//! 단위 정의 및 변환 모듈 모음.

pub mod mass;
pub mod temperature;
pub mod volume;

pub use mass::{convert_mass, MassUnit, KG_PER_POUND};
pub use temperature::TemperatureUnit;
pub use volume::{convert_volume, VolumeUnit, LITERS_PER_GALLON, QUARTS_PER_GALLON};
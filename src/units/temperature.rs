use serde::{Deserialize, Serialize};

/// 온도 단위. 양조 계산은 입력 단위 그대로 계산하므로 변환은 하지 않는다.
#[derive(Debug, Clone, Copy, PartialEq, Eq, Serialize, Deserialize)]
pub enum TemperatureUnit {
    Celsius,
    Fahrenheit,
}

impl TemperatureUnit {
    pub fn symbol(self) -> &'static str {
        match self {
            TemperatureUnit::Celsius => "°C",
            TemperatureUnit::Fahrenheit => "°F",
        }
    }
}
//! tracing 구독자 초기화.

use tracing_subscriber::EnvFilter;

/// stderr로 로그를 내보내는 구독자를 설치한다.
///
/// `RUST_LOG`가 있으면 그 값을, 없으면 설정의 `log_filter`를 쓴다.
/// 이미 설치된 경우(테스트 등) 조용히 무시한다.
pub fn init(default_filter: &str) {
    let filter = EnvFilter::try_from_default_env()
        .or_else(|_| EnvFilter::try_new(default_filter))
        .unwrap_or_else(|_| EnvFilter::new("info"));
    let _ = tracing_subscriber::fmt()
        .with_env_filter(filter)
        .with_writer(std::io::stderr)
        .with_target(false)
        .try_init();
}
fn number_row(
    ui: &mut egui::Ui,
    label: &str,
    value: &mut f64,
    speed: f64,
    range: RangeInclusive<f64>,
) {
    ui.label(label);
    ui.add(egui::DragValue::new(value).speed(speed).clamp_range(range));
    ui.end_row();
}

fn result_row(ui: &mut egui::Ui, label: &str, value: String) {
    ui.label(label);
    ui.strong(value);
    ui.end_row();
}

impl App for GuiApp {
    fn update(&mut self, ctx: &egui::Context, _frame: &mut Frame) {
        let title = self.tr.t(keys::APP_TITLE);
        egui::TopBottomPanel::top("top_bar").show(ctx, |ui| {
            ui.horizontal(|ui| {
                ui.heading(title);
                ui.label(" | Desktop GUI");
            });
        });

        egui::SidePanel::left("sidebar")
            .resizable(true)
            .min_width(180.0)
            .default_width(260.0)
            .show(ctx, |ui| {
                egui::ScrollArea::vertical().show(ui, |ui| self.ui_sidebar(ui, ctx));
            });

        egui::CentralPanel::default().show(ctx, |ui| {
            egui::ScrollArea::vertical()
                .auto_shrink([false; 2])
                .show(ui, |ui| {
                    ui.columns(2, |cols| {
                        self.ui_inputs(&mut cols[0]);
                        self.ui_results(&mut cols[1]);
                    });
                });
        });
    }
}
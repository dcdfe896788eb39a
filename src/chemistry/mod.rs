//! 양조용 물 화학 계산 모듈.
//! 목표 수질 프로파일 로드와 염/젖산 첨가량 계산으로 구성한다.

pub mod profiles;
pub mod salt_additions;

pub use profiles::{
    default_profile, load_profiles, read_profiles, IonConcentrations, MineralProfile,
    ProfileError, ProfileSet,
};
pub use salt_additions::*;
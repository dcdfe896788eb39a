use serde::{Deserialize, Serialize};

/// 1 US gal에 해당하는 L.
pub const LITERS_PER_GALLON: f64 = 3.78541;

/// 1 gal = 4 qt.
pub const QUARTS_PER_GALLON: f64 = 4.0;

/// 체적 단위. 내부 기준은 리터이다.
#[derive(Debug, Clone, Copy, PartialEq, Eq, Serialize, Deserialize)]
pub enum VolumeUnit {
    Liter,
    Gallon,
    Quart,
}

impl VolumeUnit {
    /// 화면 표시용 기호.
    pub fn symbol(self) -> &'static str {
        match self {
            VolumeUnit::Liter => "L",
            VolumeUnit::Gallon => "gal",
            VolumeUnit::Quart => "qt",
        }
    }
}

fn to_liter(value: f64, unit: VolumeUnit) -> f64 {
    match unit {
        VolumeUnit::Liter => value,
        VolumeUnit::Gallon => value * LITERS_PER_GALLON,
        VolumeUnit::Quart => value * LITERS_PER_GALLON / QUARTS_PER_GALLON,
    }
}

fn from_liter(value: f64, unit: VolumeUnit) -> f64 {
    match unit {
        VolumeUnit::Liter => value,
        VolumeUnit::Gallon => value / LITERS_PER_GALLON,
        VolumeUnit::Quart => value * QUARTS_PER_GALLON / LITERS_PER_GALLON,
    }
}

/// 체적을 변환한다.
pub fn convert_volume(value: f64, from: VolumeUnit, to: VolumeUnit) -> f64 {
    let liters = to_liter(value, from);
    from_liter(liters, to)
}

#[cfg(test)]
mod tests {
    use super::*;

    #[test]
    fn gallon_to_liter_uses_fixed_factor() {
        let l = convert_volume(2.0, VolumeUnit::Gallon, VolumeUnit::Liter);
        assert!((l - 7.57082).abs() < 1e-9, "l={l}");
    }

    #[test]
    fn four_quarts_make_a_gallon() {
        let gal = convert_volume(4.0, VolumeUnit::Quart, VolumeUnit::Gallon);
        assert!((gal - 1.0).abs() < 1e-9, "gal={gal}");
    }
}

> WHAT YOU ARE ASKED TO DO
In your response, give all the records again with nothing altered.

> TASK RESPONSE
//! 단위 정의 및 변환 모듈 모음.

pub mod mass;
pub mod temperature;
pub mod volume;

pub use mass::{convert_mass, MassUnit, KG_PER_POUND};
pub use temperature::TemperatureUnit;
pub use volume::{convert_volume, VolumeUnit, LITERS_PER_GALLON, QUARTS_PER_GALLON};
filename src/units/temperature.rs
use serde::{Deserialize, Serialize};

/// 온도 단위. 양조 계산은 입력 단위 그대로 계산하므로 변환은 하지 않는다.
#[derive(Debug, Clone, Copy, PartialEq, Eq, Serialize, Deserialize)]
pub enum TemperatureUnit {
    Celsius,
    Fahrenheit,
}

impl TemperatureUnit {
    pub fn symbol(self) -> &'static str {
        match self {
            TemperatureUnit::Celsius => "°C",
            TemperatureUnit::Fahrenheit => "°F",
        }
    }
}
//! tracing 구독자 초기화.

use tracing_subscriber::EnvFilter;

/// stderr로 로그를 내보내는 구독자를 설치한다.
///
/// `RUST_LOG`가 있으면 그 값을, 없으면 설정의 `log_filter`를 쓴다.
/// 이미 설치된 경우(테스트 등) 조용히 무시한다.
pub fn init(default_filter: &str) {
    let filter = EnvFilter::try_from_default_env()
        .or_else(|_| EnvFilter::try_new(default_filter))
        .unwrap_or_else(|_| EnvFilter::new("info"));
    let _ = tracing_subscriber::fmt()
        .with_env_filter(filter)
        .with_writer(std::io::stderr)
        .with_target(false)
        .try_init();
}
fn number_row(
    ui: &mut egui::Ui,
    label: &str,
    value: &mut f64,
    speed: f64,
    range: RangeInclusive<f64>,
) {
    ui.label(label);
    ui.add(egui::DragValue::new(value).speed(speed).clamp_range(range));
    ui.end_row();
}

fn result_row(ui: &mut egui::Ui, label: &str, value: String) {
    ui.label(label);
    ui.strong(value);
    ui.end_row();
}

impl App for GuiApp {
    fn update(&mut self, ctx: &egui::Context, _frame: &mut Frame) {
        let title = self.tr.t(keys::APP_TITLE);
        egui::TopBottomPanel::top("top_bar").show(ctx, |ui| {
            ui.horizontal(|ui| {
                ui.heading(title);
                ui.label(" | Desktop GUI");
            });
        });

        egui::SidePanel::left("sidebar")
            .resizable(true)
            .min_width(180.0)
            .default_width(260.0)
            .show(ctx, |ui| {
                egui::ScrollArea::vertical().show(ui, |ui| self.ui_sidebar(ui, ctx));
            });

        egui::CentralPanel::default().show(ctx, |ui| {
            egui::ScrollArea::vertical()
                .auto_shrink([false; 2])
                .show(ui, |ui| {
                    ui.columns(2, |cols| {
                        self.ui_inputs(&mut cols[0]);
                        self.ui_results(&mut cols[1]);
                    });
                });
        });
    }
}
repository dcdfe896788eb39a
filename src/chemistry/mod.rs
//! 양조용 물 화학 계산 모듈.
//! 목표 수질 프로파일 로드와 염/젖산 첨가량 계산으로 구성한다.

pub mod profiles;
pub mod salt_additions;

pub use profiles::{
    default_profile, load_profiles, read_profiles, IonConcentrations, MineralProfile,
    ProfileError, ProfileSet,
};
pub use salt_additions::*;
repository dcdfe896788eb39a
use serde::{Deserialize, Serialize};

/// 1 US gal에 해당하는 L.
pub const LITERS_PER_GALLON: f64 = 3.78541;

/// 1 gal = 4 qt.
pub const QUARTS_PER_GALLON: f64 = 4.0;

/// 체적 단위. 내부 기준은 리터이다.
#[derive(Debug, Clone, Copy, PartialEq, Eq, Serialize, Deserialize)]
pub enum VolumeUnit {
    Liter,
    Gallon,
    Quart,
}

impl VolumeUnit {
    /// 화면 표시용 기호.
    pub fn symbol(self) -> &'static str {
        match self {
            VolumeUnit::Liter => "L",
            VolumeUnit::Gallon => "gal",
            VolumeUnit::Quart => "qt",
        }
    }
}

fn to_liter(value: f64, unit: VolumeUnit) -> f64 {
    match unit {
        VolumeUnit::Liter => value,
        VolumeUnit::Gallon => value * LITERS_PER_GALLON,
        VolumeUnit::Quart => value * LITERS_PER_GALLON / QUARTS_PER_GALLON,
    }
}

fn from_liter(value: f64, unit: VolumeUnit) -> f64 {
    match unit {
        VolumeUnit::Liter => value,
        VolumeUnit::Gallon => value / LITERS_PER_GALLON,
        VolumeUnit::Quart => value * QUARTS_PER_GALLON / LITERS_PER_GALLON,
    }
}

/// 체적을 변환한다.
pub fn convert_volume(value: f64, from: VolumeUnit, to: VolumeUnit) -> f64 {
    let liters = to_liter(value, from);
    from_liter(liters, to)
}

#[cfg(test)]
mod tests {
    use super::*;

    #[test]
    fn gallon_to_liter_uses_fixed_factor() {
        let l = convert_volume(2.0, VolumeUnit::Gallon, VolumeUnit::Liter);
        assert!((l - 7.57082).abs() < 1e-9, "l={l}");
    }

    #[test]
    fn four_quarts_make_a_gallon() {
        let gal = convert_volume(4.0, VolumeUnit::Quart, VolumeUnit::Gallon);
        assert!((gal - 1.0).abs() < 1e-9, "gal={gal}");
    }
}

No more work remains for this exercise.